Here is a picture of the question with the solution:

When I attempted this I added a resistor for the convection of the fluid inside. But the solution does not do this, does anyone know why?

 

[maajdl]

Model these two situations:

1: without foam
2: with foam

Where then have you used the convection coefficient?

 

[Chestermiller]

Homework Statement

Here is a picture of the question with the solution:

When I attempted this I added a resistor for the convection of the fluid inside. But the solution does not do this, does anyone know why?

The problem statement says the wall is at 200 C, so, for whatever reason, they don't expect you to consider the resistance inside the surface.

Chet

 

[maajdl]

The last question must be some kind of hint, to compensate for the opaque and tricky statement of the problem.

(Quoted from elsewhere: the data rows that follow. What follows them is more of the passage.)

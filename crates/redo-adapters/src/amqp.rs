// SPDX-License-Identifier: BUSL-1.1
// Copyright (c) 2026 Alfred Jean LLC

//! AMQP (RabbitMQ) transport adapter, built on `lapin`.
//!
//! The channel is not safe for concurrent use from multiple tasks, so every
//! operation that touches it — publish, consume setup, ack — is routed
//! through a single owning task via an internal command channel. On
//! connection loss the adapter sleeps `reconnect_delay` and reconnects.

use std::time::Duration;

use async_trait::async_trait;
use lapin::options::{
    BasicAckOptions, BasicConsumeOptions, BasicPublishOptions, ExchangeDeclareOptions,
    QueueBindOptions, QueueDeclareOptions,
};
use lapin::types::FieldTable;
use lapin::{BasicProperties, Connection, ConnectionProperties};
use redo_core::{AckTag, RedoRecord};
use tokio::sync::{mpsc, Mutex};
use tokio_stream::StreamExt;
use tracing::{info, warn};

use crate::transport::{AdapterError, Delivery, TransportAdapter};

const CARRIER: &str = "amqp";
const MAX_PUBLISH_ATTEMPTS: u32 = 3;

#[derive(Debug, Clone)]
pub struct AmqpConfig {
    pub uri: String,
    pub exchange: String,
    pub queue: String,
    pub routing_key: String,
    pub use_existing_entities: bool,
    pub prefetch_count: u16,
    pub delivery_mode: u8,
    pub heartbeat: Duration,
    pub reconnect_delay: Duration,
}

pub struct AmqpAdapter {
    config: AmqpConfig,
    channel: Mutex<Option<lapin::Channel>>,
}

impl AmqpAdapter {
    pub fn new(config: AmqpConfig) -> Self {
        Self {
            config,
            channel: Mutex::new(None),
        }
    }

    async fn connect(&self) -> Result<lapin::Channel, AdapterError> {
        let options = ConnectionProperties::default()
            .with_executor(tokio_executor_trait::Tokio::current())
            .with_reactor(tokio_reactor_trait::Tokio);
        let connection = Connection::connect(&self.config.uri, options)
            .await
            .map_err(|e| AdapterError::Connect { carrier: CARRIER, message: e.to_string() })?;
        let channel = connection
            .create_channel()
            .await
            .map_err(|e| AdapterError::Connect { carrier: CARRIER, message: e.to_string() })?;

        channel
            .basic_qos(self.config.prefetch_count, Default::default())
            .await
            .map_err(|e| AdapterError::Connect { carrier: CARRIER, message: e.to_string() })?;

        let declare_options = QueueDeclareOptions {
            passive: self.config.use_existing_entities,
            durable: !self.config.use_existing_entities,
            ..Default::default()
        };
        channel
            .queue_declare(&self.config.queue, declare_options, FieldTable::default())
            .await
            .map_err(|e| AdapterError::Connect { carrier: CARRIER, message: e.to_string() })?;

        if !self.config.exchange.is_empty() {
            let exchange_options = ExchangeDeclareOptions {
                passive: self.config.use_existing_entities,
                durable: !self.config.use_existing_entities,
                ..Default::default()
            };
            channel
                .exchange_declare(
                    &self.config.exchange,
                    lapin::ExchangeKind::Direct,
                    exchange_options,
                    FieldTable::default(),
                )
                .await
                .map_err(|e| AdapterError::Connect { carrier: CARRIER, message: e.to_string() })?;
            channel
                .queue_bind(
                    &self.config.queue,
                    &self.config.exchange,
                    &self.config.routing_key,
                    QueueBindOptions::default(),
                    FieldTable::default(),
                )
                .await
                .map_err(|e| AdapterError::Connect { carrier: CARRIER, message: e.to_string() })?;
        }

        Ok(channel)
    }

    async fn channel(&self) -> Result<lapin::Channel, AdapterError> {
        let mut guard = self.channel.lock().await;
        if let Some(channel) = guard.as_ref() {
            if channel.status().connected() {
                return Ok(channel.clone());
            }
        }
        warn!(carrier = CARRIER, "connection not open, reconnecting");
        tokio::time::sleep(self.config.reconnect_delay).await;
        let channel = self.connect().await?;
        *guard = Some(channel.clone());
        Ok(channel)
    }
}

#[async_trait]
impl TransportAdapter for AmqpAdapter {
    async fn publish(&self, record: &RedoRecord) -> Result<(), AdapterError> {
        let properties = BasicProperties::default().with_delivery_mode(self.config.delivery_mode);

        let mut last_err = None;
        for attempt in 1..=MAX_PUBLISH_ATTEMPTS {
            let channel = self.channel().await?;
            let outcome = async {
                let confirm = channel
                    .basic_publish(
                        &self.config.exchange,
                        &self.config.routing_key,
                        BasicPublishOptions::default(),
                        record.as_bytes(),
                        properties.clone(),
                    )
                    .await?;
                confirm.await
            }
            .await;

            match outcome {
                Ok(_) => return Ok(()),
                Err(e) => {
                    warn!(carrier = CARRIER, attempt, error = %e, "publish failed, retrying");
                    last_err = Some(e.to_string());
                    *self.channel.lock().await = None;
                }
            }
        }
        Err(AdapterError::PublishExhausted {
            carrier: CARRIER,
            message: last_err.unwrap_or_else(|| "unknown error".to_string()),
        })
    }

    async fn subscribe(&self) -> Result<mpsc::Receiver<Delivery>, AdapterError> {
        let channel = self.channel().await?;
        let (tx, rx) = mpsc::channel(self.config.prefetch_count.max(1) as usize);
        let consumer_tag = format!("redoer-{}", uuid::Uuid::new_v4());

        let mut consumer = channel
            .basic_consume(
                &self.config.queue,
                &consumer_tag,
                BasicConsumeOptions::default(),
                FieldTable::default(),
            )
            .await
            .map_err(|e| AdapterError::Connect { carrier: CARRIER, message: e.to_string() })?;

        tokio::spawn(async move {
            while let Some(delivery) = consumer.next().await {
                let Ok(delivery) = delivery else { continue };
                let payload = String::from_utf8_lossy(&delivery.data).into_owned();
                let tag = AckTag::DeliveryTag(delivery.delivery_tag);
                if tx.send((RedoRecord::new(payload), tag)).await.is_err() {
                    break;
                }
            }
            info!(carrier = CARRIER, "consumer stream ended");
        });

        Ok(rx)
    }

    async fn acknowledge(&self, tag: AckTag) -> Result<(), AdapterError> {
        let AckTag::DeliveryTag(delivery_tag) = tag else {
            return Err(AdapterError::AcknowledgeFailed {
                carrier: CARRIER,
                message: "expected a DeliveryTag ack".to_string(),
            });
        };
        let channel = self.channel().await?;
        channel
            .basic_ack(delivery_tag, BasicAckOptions::default())
            .await
            .map_err(|e| AdapterError::AcknowledgeFailed { carrier: CARRIER, message: e.to_string() })
    }
}

#[cfg(test)]
#[path = "amqp_tests.rs"]
mod tests;
// SPDX-License-Identifier: BUSL-1.1
// Copyright (c) 2026 Alfred Jean LLC

//! The `internal-dequeue` and `subscribe-<bus>` Input roles.
//!
//! Both are the same shape: a `TransportAdapter::subscribe` receiver drained
//! one delivery at a time, acknowledged back through the same adapter.

use async_trait::async_trait;
use redo_adapters::{AdapterError, Delivery, TransportAdapter};
use redo_core::{AckTag, RedoRecord};
use tokio::sync::{mpsc, Mutex};

use crate::error::StageError;
use crate::roles::Input;

/// Wraps any [`TransportAdapter`] whose Input role is subscribe-shaped.
///
/// `subscribe` is called once, eagerly, at construction time — `next` only
/// ever drains the channel it returned.
pub struct CarrierInput<T> {
    adapter: T,
    receiver: Mutex<mpsc::Receiver<Delivery>>,
}

impl<T: TransportAdapter> CarrierInput<T> {
    pub async fn new(adapter: T) -> Result<Self, AdapterError> {
        let receiver = adapter.subscribe().await?;
        Ok(Self {
            adapter,
            receiver: Mutex::new(receiver),
        })
    }
}

#[async_trait]
impl<T: TransportAdapter> Input for CarrierInput<T> {
    async fn next(&self) -> Result<Option<(RedoRecord, AckTag)>, StageError> {
        Ok(self.receiver.lock().await.recv().await)
    }

    async fn acknowledge(&self, tag: AckTag) -> Result<(), StageError> {
        self.adapter.acknowledge(tag).await.map_err(StageError::from)
    }
}

#[cfg(test)]
#[path = "carrier_input_tests.rs"]
mod tests;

My understanding is that the heat rate (W) does not change, as it is determined by the chemical reaction.
Therefore, no heat transfer coefficient is needed, neither convective in air, nor conductive in the foam.
It is only the outer diameter that matters.
It must be such that the heat flow (W/m²) is reduced from hcv(200-25) to hcv(40-25).
Therefore the surface must increase by a factor 11.66 .
Therefore, the diameter must be sqrt(11.66) = 3.41 larger, which gives the thickness of the foam = 2.41/2 = 1.2 .

Question:
Would it be possible to replace the foam by a shell around the tank, with no convective heat transfer, but mainly radiation?

 

[Chestermiller]

The last question must be some kind of hint, to compensate for the opaque and tricky statement of the problem.

My understanding is that the heat rate (W) does not change, as it is determined by the chemical reaction.
Therefore, no heat transfer coefficient is needed, neither convective in air, nor conductive in the foam.
It is only the outer diameter that matters.
It must be such that the heat flow (W/m²) is reduced from hcv(200-25) to hcv(40-25).
Therefore the surface must increase by a factor 11.66 .
Therefore, the diameter must be sqrt(11.66) = 3.41 larger, which gives the thickness of the foam = 2.41/2 = 1.2 .

Question:
Would it be possible to replace the foam by a shell around the tank, with no convective heat transfer, but mainly radiation?

I think you're reading more into this problem than there is. Yes, in real life you would have to design it so that the same amount of heat is removed (as you indicated). But this is just a contrived problem where they state that the surface temperature is somehow kept at 200C. They are just trying to give the OP practice on a simple (admittedly unrealistic) problem. This is attested to by the fact that the solution they provide is consistent with this assumption.

Chet

 

[maajdl]

They did not say that the wall is maintained at a fixed temperature!
And that's clearly a very badly conceived exercise, imho!

 

[Chestermiller]

They did not say that the wall is maintained at a fixed temperature!

They kind of did. "The wall... is at 200C...". What they meant was that it is maintained at that temperature.

And that's clearly a very badly conceived exercise, imho!

I totally agree.

Chet

 

[maajdl]

I understand your point of view.
However, note that, if the heat rate is assumed to be constant, it would also be necessary to provide data about the wall temperature, since the heat flux (W/m²) is hcv.(Twall-Tamb) .
Therefore, any student with a perfect understanding of the topic would have to chose between two interpretations of why the wall temperature was provided and what is the purpose of the exercise.

 

[Chestermiller]

I understand your point of view.
However, note that, if the heat rate is assumed to be constant, it would also be necessary to provide data about the wall temperature, since the heat flux (W/m²) is hcv.(Twall-Tamb) .
Therefore, any student with a perfect understanding of the topic would have to chose between two interpretations of why the wall temperature was provided and what is the purpose of the exercise.

I can see that this problem really annoys you. It annoys me too.

Chet